There are people getting jobs with portfolios with 80+ pages. There are people getting jobs with 4 pages of pdf-"teasers" and a link to their website.
Personally I find both of them lacking. A long portfolio will very likely not be appreciated. People will start skimming after 15-20 pages once they see the pdf-page count. The teaser thing also rarely works out perfectly in my opinion because the pdf is what will be handed around when reviewing portfolios. The minority of people will have the patience to actually click through to your website/behance. Many people who mainly work with emails just want to see the real and whole thing in their email-software.
Personally I think around 30 pages is a good length with around 4-5 projects. I think that hits the sweet spot between being able to show range and depth without overloading the viewer with useless, crushing input. After all it is also a designer's job to curate a relevant selection. But again, other people are successful with other things.
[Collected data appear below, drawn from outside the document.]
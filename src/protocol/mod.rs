/*!
 * Protocol layer
 *
 * Object-store backends the writer can target. S3 and S3-compatible
 * services (MinIO, LocalStack) are supported.
 */

pub mod s3;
There is also this common platitude of "showing mostly process" - while not wrong at all mostly the same people will get upset at you for not showing enough "polish". While it intellectually might feel wrong I would still advice to try to achieve "polish" over showing "authentic process". Especially non-designers really don't have a lot of appreciation for the latter. And there are very often at least a few non-designers judging your portfolio at some point. If you are able to pull off to let your authentic process look polished you have a winning portfolio.

And another tip: After being sucessfull with your ~30 page portfolio bring a longer one to the interview that has ALL the content. Most people in the interview will appreciate that you will show them something that they haven't seen before and if you are there in person you can guide much better through a greater depth of work. Are they asking a lot of process questions? Show them all the process stuff they haven't seen before. Are they mostly interested in pretty pictures? Show them all the pretty renderings of the final thing and skip through the other stuff.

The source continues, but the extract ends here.